Recently, somebody visited this website after conducting a search for “disinherit stepkids.” Hopefully, that person comes back so that I can tell them that, at least in Colorado (with a couple of limited exceptions), their stepkids aren’t their heirs, and you can’t disinherit someone who isn’t an heir to begin with. Doing so is like marching into an office and quitting a job you don’t have.

Defining some terms might help clarify what the issues are here. The first question is, who are your heirs? A lot of people think that the term “heirs” is synonymous with “kids.” It isn’t. Your heirs are the people who would receive all or part of your assets if you were to die without a will. That will include your natural and adopted kids if you’ve got them, but can include a lot of other people as well.

Although you will frequently talk about their heirs in the present tense, technically, you don’t have any heirs until you die, and the people who would be your heirs will likely change throughout your life. If you are 22 and single when you die, your parents will likely be your heirs. If you are married at the time of your death, your spouse will be an heir. If you die without any spouse, kids, or parents, your brothers and sisters, or their kids, can be your heirs.

Who gets to challenge your will?

Before creating a will, it’s important to understand who your heirs will likely be. If the will that you are executing would provide less for any particular people than those people would have received had you not executed the will, they might be able to challenge your will in court. People who would not have been entitled to receive anything anyway are not allowed to challenge your will (they lack “standing” to bring a lawsuit since they wouldn’t have anything at stake).

Under Colorado statutory law, your stepkids will not receive any part of your estate if you die without a will. They therefore will not have any basis to challenge your will, even if it cuts them out entirely. Compared to leaving out people who would have been entitled to part of your estate under Colorado statutory law, leaving nothing to your stepkids is usually simply a matter of not mentioning them in your will.
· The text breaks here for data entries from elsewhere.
//! Edge-based graph tables.
//!
//! `.osrm.nodes` carries the edge-based node data, component assignment and
//! the snappable segment records; `.osrm.ebg` the turn edges; `.osrm.edges`
//! the per-turn guidance payload.

use std::path::Path;

use anyhow::Result;

use super::fingerprint::{RecordReader, RecordWriter};
use crate::extractor::edge_expander::{
    EdgeBasedEdge, EdgeBasedNodeData, EdgeBasedNodeSegment, TurnData,
};
use crate::extractor::guidance::lanes::LaneTuple;
use crate::extractor::guidance::turn_instruction::TurnInstruction;
use crate::types::{ComponentId, SegmentId, TravelMode};

const NODES_FINGERPRINT: [u8; 4] = *b"WMEN";
const EBG_FINGERPRINT: [u8; 4] = *b"WMEB";
const EDGES_FINGERPRINT: [u8; 4] = *b"WMED";
const VERSION: u16 = 1;

/// Component membership of an edge-based node: 31-bit id plus a tiny flag.
#[derive(Debug, Clone, Copy, PartialEq, Eq)]
pub struct ComponentInfo {
    pub id: ComponentId,
    pub is_tiny: bool,
}

impl ComponentInfo {
    fn pack(&self) -> u32 {
        (self.id & 0x7FFF_FFFF) | ((self.is_tiny as u32) << 31)
    }

    fn unpack(value: u32) -> Self {
        Self {
            id: value & 0x7FFF_FFFF,
            is_tiny: value >> 31 != 0,
        }
    }
}

pub struct EdgeBasedNodesData {
    pub node_data: Vec<EdgeBasedNodeData>,
    pub components: Vec<ComponentInfo>,
    pub segments: Vec<EdgeBasedNodeSegment>,
}

pub fn write_nodes<P: AsRef<Path>>(path: P, data: &EdgeBasedNodesData) -> Result<()> {
    let mut writer = RecordWriter::create(path, NODES_FINGERPRINT, VERSION)?;

    writer.write_u32(data.node_data.len() as u32)?;
    for (node, component) in data.node_data.iter().zip(&data.components) {
        writer.write_u32(node.geometry_id)?;
        writer.write_u32(node.name_id)?;
        writer.write_i32(node.weight)?;
        writer.write_u8(node.travel_mode as u8)?;
        writer.write_u8(node.startpoint as u8)?;
        writer.write_u32(component.pack())?;
    }

    writer.write_u32(data.segments.len() as u32)?;
    for segment in &data.segments {
        writer.write_u32(segment.forward_segment_id.id)?;
        writer.write_u32(segment.reverse_segment_id.id)?;
        let flags =
            segment.forward_segment_id.enabled as u8 | ((segment.reverse_segment_id.enabled as u8) << 1)
                | ((segment.is_startpoint as u8) << 2);
        writer.write_u8(flags)?;
        writer.write_u32(segment.u)?;
        writer.write_u32(segment.v)?;
        writer.write_u32(segment.name_id)?;
        writer.write_u32(segment.forward_packed_geometry_id)?;
        writer.write_u32(segment.reverse_packed_geometry_id)?;
        writer.write_u16(segment.fwd_segment_position)?;
        writer.write_u8(segment.forward_travel_mode as u8)?;
        writer.write_u8(segment.backward_travel_mode as u8)?;
    }

    writer.finish()
}

pub fn read_nodes<P: AsRef<Path>>(path: P) -> Result<EdgeBasedNodesData> {
    let mut reader = RecordReader::open(path, NODES_FINGERPRINT, VERSION)?;

    let node_count = reader.read_u32()? as usize;
    let mut node_data = Vec::with_capacity(node_count);
    let mut components = Vec::with_capacity(node_count);
    for _ in 0..node_count {
        let geometry_id = reader.read_u32()?;
        let name_id = reader.read_u32()?;
        let weight = reader.read_i32()?;
        let travel_mode = TravelMode::from_u8(reader.read_u8()?);
        let startpoint = reader.read_u8()? != 0;
        components.push(ComponentInfo::unpack(reader.read_u32()?));
        node_data.push(EdgeBasedNodeData {
            geometry_id,
            name_id,
            travel_mode,
            weight,
            startpoint,
        });
    }

    let segment_count = reader.read_u32()? as usize;
    let mut segments = Vec::with_capacity(segment_count);
    for _ in 0..segment_count {
        let forward_id = reader.read_u32()?;
        let reverse_id = reader.read_u32()?;
        let flags = reader.read_u8()?;
        segments.push(EdgeBasedNodeSegment {
            forward_segment_id: SegmentId {
                id: forward_id,
                enabled: flags & 1 != 0,
            },
            reverse_segment_id: SegmentId {
                id: reverse_id,
                enabled: flags & 2 != 0,
            },
            u: reader.read_u32()?,
            v: reader.read_u32()?,
            name_id: reader.read_u32()?,
            forward_packed_geometry_id: reader.read_u32()?,
            reverse_packed_geometry_id: reader.read_u32()?,
            fwd_segment_position: reader.read_u16()?,
            forward_travel_mode: TravelMode::from_u8(reader.read_u8()?),
            backward_travel_mode: TravelMode::from_u8(reader.read_u8()?),
            is_startpoint: flags & 4 != 0,
        });
    }

    reader.finish()?;
    Ok(EdgeBasedNodesData {
        node_data,
        components,
        segments,
    })
}

pub fn write_edges<P: AsRef<Path>>(path: P, edges: &[EdgeBasedEdge]) -> Result<()> {
    let mut writer = RecordWriter::create(path, EBG_FINGERPRINT, VERSION)?;
    writer.write_u32(edges.len() as u32)?;
    for edge in edges {
        writer.write_u32(edge.source)?;
        writer.write_u32(edge.target)?;
        writer.write_i32(edge.weight)?;
    }
    writer.finish()
}

pub fn read_edges<P: AsRef<Path>>(path: P) -> Result<Vec<EdgeBasedEdge>> {
    let mut reader = RecordReader::open(path, EBG_FINGERPRINT, VERSION)?;
    let count = reader.read_u32()? as usize;
    let mut edges = Vec::with_capacity(count);
    for _ in 0..count {
        edges.push(EdgeBasedEdge {
            source: reader.read_u32()?,
            target: reader.read_u32()?,
            weight: reader.read_i32()?,
        });
    }
    reader.finish()?;
    Ok(edges)
}

pub fn write_turn_data<P: AsRef<Path>>(path: P, turns: &[TurnData]) -> Result<()> {
    let mut writer = RecordWriter::create(path, EDGES_FINGERPRINT, VERSION)?;
    writer.write_u32(turns.len() as u32)?;
    for turn in turns {
        writer.write_u8(turn.instruction.pack())?;
        writer.write_u32(turn.lane_description_id)?;
        writer.write_u8(turn.lane_tuple.lanes_in_turn)?;
        writer.write_u8(turn.lane_tuple.first_lane_from_the_right)?;
        writer.write_i32(turn.turn_penalty)?;
        writer.write_u16(turn.pre_bearing)?;
        writer.write_u16(turn.post_bearing)?;
        writer.write_u32(turn.bearing_class_id)?;
        writer.write_u32(turn.entry_class_id)?;
    }
    writer.finish()
}

pub fn read_turn_data<P: AsRef<Path>>(path: P) -> Result<Vec<TurnData>> {
    let mut reader = RecordReader::open(path, EDGES_FINGERPRINT, VERSION)?;
    let count = reader.read_u32()? as usize;
    let mut turns = Vec::with_capacity(count);
    for _ in 0..count {
        turns.push(TurnData {
            instruction: TurnInstruction::unpack(reader.read_u8()?),
            lane_description_id: reader.read_u32()?,
            lane_tuple: LaneTuple {
                lanes_in_turn: reader.read_u8()?,
                first_lane_from_the_right: reader.read_u8()?,
            },
            turn_penalty: reader.read_i32()?,
            pre_bearing: reader.read_u16()?,
            post_bearing: reader.read_u16()?,
            bearing_class_id: reader.read_u32()?,
            entry_class_id: reader.read_u32()?,
        });
    }
    reader.finish()?;
    Ok(turns)
}

#[cfg(test)]
mod tests {
    use super::*;
    use crate::extractor::guidance::turn_instruction::{DirectionModifier, TurnType};
    use crate::types::INVALID_GEOMETRY_ID;
    use tempfile::NamedTempFile;

    #[test]
    fn test_component_packing() {
        let info = ComponentInfo {
            id: 12345,
            is_tiny: true,
        };
        assert_eq!(ComponentInfo::unpack(info.pack()), info);
        let big = ComponentInfo {
            id: 0x7FFF_FFFF,
            is_tiny: false,
        };
        assert_eq!(ComponentInfo::unpack(big.pack()), big);
    }

    #[test]
    fn test_nodes_round_trip() -> Result<()> {
        let data = EdgeBasedNodesData {
            node_data: vec![EdgeBasedNodeData {
                geometry_id: 7,
                name_id: 4,
                travel_mode: TravelMode::Driving,
                weight: 55,
                startpoint: true,
            }],
            components: vec![ComponentInfo {
                id: 0,
                is_tiny: false,
            }],
            segments: vec![EdgeBasedNodeSegment {
                forward_segment_id: SegmentId {
                    id: 0,
                    enabled: true,
                },
                reverse_segment_id: SegmentId {
                    id: 1,
                    enabled: false,
                },
                u: 10,
                v: 11,
                name_id: 4,
                forward_packed_geometry_id: 7,
                reverse_packed_geometry_id: INVALID_GEOMETRY_ID,
                fwd_segment_position: 2,
                forward_travel_mode: TravelMode::Driving,
                backward_travel_mode: TravelMode::Inaccessible,
                is_startpoint: true,
            }],
        };

        let tmp = NamedTempFile::new()?;
        write_nodes(tmp.path(), &data)?;
        let loaded = read_nodes(tmp.path())?;
        assert_eq!(loaded.node_data.len(), 1);
        assert_eq!(loaded.node_data[0].weight, 55);
        assert_eq!(loaded.segments[0].fwd_segment_position, 2);
        assert!(loaded.segments[0].forward_segment_id.enabled);
        assert!(!loaded.segments[0].reverse_segment_id.enabled);
        Ok(())
    }

    #[test]
    fn test_turn_data_round_trip() -> Result<()> {
        let turns = vec![TurnData {
            instruction: TurnInstruction::new(TurnType::Turn, DirectionModifier::Left),
            lane_description_id: 3,
            lane_tuple: LaneTuple {
                lanes_in_turn: 2,
                first_lane_from_the_right: 1,
            },
            turn_penalty: 42,
            pre_bearing: 270,
            post_bearing: 180,
            bearing_class_id: 0,
            entry_class_id: 1,
        }];
        let tmp = NamedTempFile::new()?;
        write_turn_data(tmp.path(), &turns)?;
        let loaded = read_turn_data(tmp.path())?;
        assert_eq!(loaded[0].instruction.turn_type, TurnType::Turn);
        assert_eq!(loaded[0].lane_tuple.lanes_in_turn, 2);
        assert_eq!(loaded[0].turn_penalty, 42);
        Ok(())
    }
}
You can give people standing

One caveat to keep in mind, however, is that you can give people standing to challenge your will who wouldn’t have been able to do it. You can do this by putting a valid will in place that names them as beneficiaries. For instance, let’s say you have two kids of your own and two stepkids. You create a will that divides your estate among the four kids equally. Later on, you have second thoughts and decide that you only want to leave assets to your own kids, and so you execute a new will saying that. When you die, your stepkids might be able to challenge that second will because if they succeed at getting it revoked, the previously executed will that named them as beneficiaries might replace it. They now have something at stake, and therefore have standing to challenge the will.